Problem requirements: Filter the lines below, copying only those with the string "filename".

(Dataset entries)
=====

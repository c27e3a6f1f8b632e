use std::env;

#[derive(Clone, Debug)]
pub struct AppConfig {
    pub port: u16,
    pub database_url: String,
    pub remote_url: Option<String>,
    pub remote_api_key: String,
    pub remote_timeout_ms: u64,
    pub business_name: String,
    pub business_whatsapp: String,
    pub business_email: String,
    pub catalog_path: Option<String>,
    pub draft_ttl_minutes: i64,
    pub lookup_debounce_ms: u64,
}

impl AppConfig {
    pub fn from_env() -> Self {
        Self {
            port: env::var("PORT")
                .ok()
                .and_then(|v| v.parse().ok())
                .unwrap_or(3000),
            database_url: env::var("DATABASE_URL").unwrap_or_else(|_| "salonbook.db".to_string()),
            remote_url: env::var("REMOTE_URL").ok().filter(|v| !v.trim().is_empty()),
            remote_api_key: env::var("REMOTE_API_KEY").unwrap_or_default(),
            remote_timeout_ms: env::var("REMOTE_TIMEOUT_MS")
                .ok()
                .and_then(|v| v.parse().ok())
                .unwrap_or(5000),
            business_name: env::var("BUSINESS_NAME").unwrap_or_else(|_| "Studio".to_string()),
            business_whatsapp: env::var("BUSINESS_WHATSAPP").unwrap_or_default(),
            business_email: env::var("BUSINESS_EMAIL").unwrap_or_default(),
            catalog_path: env::var("CATALOG_PATH").ok().filter(|v| !v.trim().is_empty()),
            draft_ttl_minutes: env::var("DRAFT_TTL_MINUTES")
                .ok()
                .and_then(|v| v.parse().ok())
                .unwrap_or(30),
            lookup_debounce_ms: env::var("LOOKUP_DEBOUNCE_MS")
                .ok()
                .and_then(|v| v.parse().ok())
                .unwrap_or(1000),
        }
    }
}

impl Default for AppConfig {
    fn default() -> Self {
        Self {
            port: 3000,
            database_url: ":memory:".to_string(),
            remote_url: None,
            remote_api_key: String::new(),
            remote_timeout_ms: 5000,
            business_name: "Studio".to_string(),
            business_whatsapp: String::new(),
            business_email: String::new(),
            catalog_path: None,
            draft_ttl_minutes: 30,
            lookup_debounce_ms: 1000,
        }
    }
}
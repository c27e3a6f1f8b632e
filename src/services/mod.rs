pub mod availability;
pub mod cache;
pub mod calendar;
pub mod conflict;
pub mod debounce;
pub mod drafts;
pub mod notify;
pub mod remote;
pub mod repository;
pub mod validation;
use std::sync::Arc;

use axum::extract::{Path, State};
use axum::http::StatusCode;
use axum::Json;
use serde::{Deserialize, Serialize};
use uuid::Uuid;

use crate::errors::AppError;
use crate::models::PersistedBooking;
use crate::services::conflict::{ConflictOutcome, Resolution};
use crate::services::drafts::{DraftPatch, DraftView};
use crate::services::notify::{compose_message, email_link, whatsapp_link};
use crate::state::AppState;

// POST /api/drafts
#[derive(Deserialize)]
pub struct CreateDraftRequest {
    pub service_id: String,
}

pub async fn create_draft(
    State(state): State<Arc<AppState>>,
    Json(body): Json<CreateDraftRequest>,
) -> Result<(StatusCode, Json<DraftView>), AppError> {
    let view = state.drafts.create(&body.service_id)?;
    Ok((StatusCode::CREATED, Json(view)))
}

// GET /api/drafts/:id
pub async fn get_draft(
    State(state): State<Arc<AppState>>,
    Path(id): Path<Uuid>,
) -> Result<Json<DraftView>, AppError> {
    Ok(Json(state.drafts.get(id)?))
}

// PATCH /api/drafts/:id
pub async fn patch_draft(
    State(state): State<Arc<AppState>>,
    Path(id): Path<Uuid>,
    Json(patch): Json<DraftPatch>,
) -> Result<Json<DraftView>, AppError> {
    Ok(Json(state.drafts.patch(id, patch).await?))
}

// POST /api/drafts/:id/conflict
#[derive(Deserialize)]
pub struct ResolveRequest {
    pub choice: Resolution,
}

#[derive(Serialize)]
pub struct ResolveResponse {
    draft: DraftView,
    outcome: ConflictOutcome,
    message: String,
}

pub async fn resolve_conflict(
    State(state): State<Arc<AppState>>,
    Path(id): Path<Uuid>,
    Json(body): Json<ResolveRequest>,
) -> Result<Json<ResolveResponse>, AppError> {
    let (draft, outcome) = state.drafts.resolve(id, body.choice).await?;
    let message = outcome.message();
    Ok(Json(ResolveResponse {
        draft,
        outcome,
        message,
    }))
}

// POST /api/drafts/:id/submit
#[derive(Serialize)]
pub struct ConfirmationResponse {
    booking: PersistedBooking,
    message: String,
    whatsapp_url: Option<String>,
    email_url: Option<String>,
    calendar_url: String,
}

pub async fn submit_draft(
    State(state): State<Arc<AppState>>,
    Path(id): Path<Uuid>,
) -> Result<(StatusCode, Json<ConfirmationResponse>), AppError> {
    let today = chrono::Local::now().date_naive();
    let submitted = state.drafts.submit(id, today).await?;

    let message = compose_message(&submitted.summary);
    let whatsapp_url = whatsapp_link(&state.config.business_whatsapp, &message)
        .map_err(|e| tracing::debug!(error = %e, "skipping WhatsApp link"))
        .ok()
        .map(|u| u.to_string());
    let subject = format!("Booking: {}", submitted.summary.service_name);
    let email_url = email_link(&state.config.business_email, &subject, &message)
        .map_err(|e| tracing::debug!(error = %e, "skipping email link"))
        .ok()
        .map(|u| u.to_string());
    let calendar_url = format!("/calendar/{}.ics", submitted.booking.id);

    Ok((
        StatusCode::CREATED,
        Json(ConfirmationResponse {
            booking: submitted.booking,
            message,
            whatsapp_url,
            email_url,
            calendar_url,
        }),
    ))
}
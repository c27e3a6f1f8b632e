pub mod availability;
pub mod booking;
pub mod catalog;

pub use availability::{BookedInterval, WorkingHours};
pub use booking::{
    normalize_phone, BookingRequest, Lead, PersistedBooking, RemoteBookedTime, RemoteBookingRow,
};
pub use catalog::{Catalog, Decant, DecantFamily, DecantSize, HomeServiceAddon, Service};
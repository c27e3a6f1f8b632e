use std::sync::Arc;

use axum::extract::{Path, Query, State};
use axum::Json;
use chrono::NaiveDate;
use serde::{Deserialize, Serialize};

use crate::errors::AppError;
use crate::models::PersistedBooking;
use crate::services::availability::{compute_available_slots, reconcile_selection};
use crate::state::AppState;

// GET /api/availability
#[derive(Deserialize)]
pub struct AvailabilityQuery {
    pub date: NaiveDate,
    pub service_id: String,
    #[serde(default)]
    pub home_service: bool,
    pub selected_time: Option<String>,
}

#[derive(Serialize)]
pub struct AvailabilityResponse {
    date: NaiveDate,
    duration_minutes: u32,
    slots: Vec<String>,
    selected_time: Option<String>,
}

pub async fn availability(
    State(state): State<Arc<AppState>>,
    Query(query): Query<AvailabilityQuery>,
) -> Result<Json<AvailabilityResponse>, AppError> {
    let service = state
        .catalog
        .service(&query.service_id)
        .ok_or_else(|| AppError::NotFound(format!("service {}", query.service_id)))?;
    let duration = service.duration_for(&state.catalog.home_service, query.home_service);

    let booked = state.repo.load_booked_intervals(query.date).await?;
    let slots = compute_available_slots(&booked, duration);
    let selected_time = reconcile_selection(&slots, query.selected_time.as_deref());

    Ok(Json(AvailabilityResponse {
        date: query.date,
        duration_minutes: duration,
        slots,
        selected_time,
    }))
}

// GET /api/bookings/lookup
#[derive(Deserialize)]
pub struct LookupQuery {
    pub name: String,
    pub phone: String,
}

pub async fn lookup(
    State(state): State<Arc<AppState>>,
    Query(query): Query<LookupQuery>,
) -> Result<Json<Option<PersistedBooking>>, AppError> {
    let found = state.repo.find_existing_booking(&query.name, &query.phone)?;
    Ok(Json(found))
}

// DELETE /api/bookings/:id
pub async fn delete_booking(
    State(state): State<Arc<AppState>>,
    Path(id): Path<String>,
) -> Result<Json<serde_json::Value>, AppError> {
    if state.repo.delete_booking(&id)? {
        Ok(Json(serde_json::json!({ "ok": true })))
    } else {
        Err(AppError::NotFound(format!("booking {id}")))
    }
}
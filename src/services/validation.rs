use chrono::NaiveDate;

use crate::errors::FieldError;
use crate::models::BookingRequest;

/// Every problem with the draft, one entry per offending field.
pub fn validate_request(request: &BookingRequest, today: NaiveDate) -> Vec<FieldError> {
    let mut errors = Vec::new();

    if request.name.trim().chars().count() < 2 {
        errors.push(FieldError::new("name", "name is required"));
    }

    if !is_valid_phone(&request.phone) {
        errors.push(FieldError::new("phone", "enter a phone number with 8 to 15 digits"));
    }

    if request.email.trim().is_empty() {
        errors.push(FieldError::new("email", "email is required"));
    } else if !is_valid_email(&request.email) {
        errors.push(FieldError::new("email", "email address is not valid"));
    }

    match request.date {
        None => errors.push(FieldError::new("date", "date is required")),
        Some(date) if date < today => {
            errors.push(FieldError::new("date", "date cannot be in the past"))
        }
        Some(_) => {}
    }

    if request.time.as_deref().map_or(true, |t| t.trim().is_empty()) {
        errors.push(FieldError::new("time", "pick a time"));
    }

    let has_address = request
        .address
        .as_deref()
        .is_some_and(|a| !a.trim().is_empty());
    if request.is_home_service && !has_address {
        errors.push(FieldError::new("address", "address is required for home service"));
    }

    errors
}

pub fn is_valid_phone(phone: &str) -> bool {
    let mut digits = 0;
    for c in phone.trim().chars() {
        match c {
            '0'..='9' => digits += 1,
            ' ' | '+' | '-' | '(' | ')' => {}
            _ => return false,
        }
    }
    (8..=15).contains(&digits)
}

pub fn is_valid_email(email: &str) -> bool {
    let email = email.trim();
    if email.chars().any(char::is_whitespace) {
        return false;
    }
    let Some((local, domain)) = email.split_once('@') else {
        return false;
    };
    if local.is_empty() || domain.contains('@') {
        return false;
    }
    match domain.rsplit_once('.') {
        Some((host, tld)) => !host.is_empty() && tld.len() >= 2,
        None => false,
    }
}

=====

Result of the task:
filename src/services/mod.rs
filename src/services/validation.rs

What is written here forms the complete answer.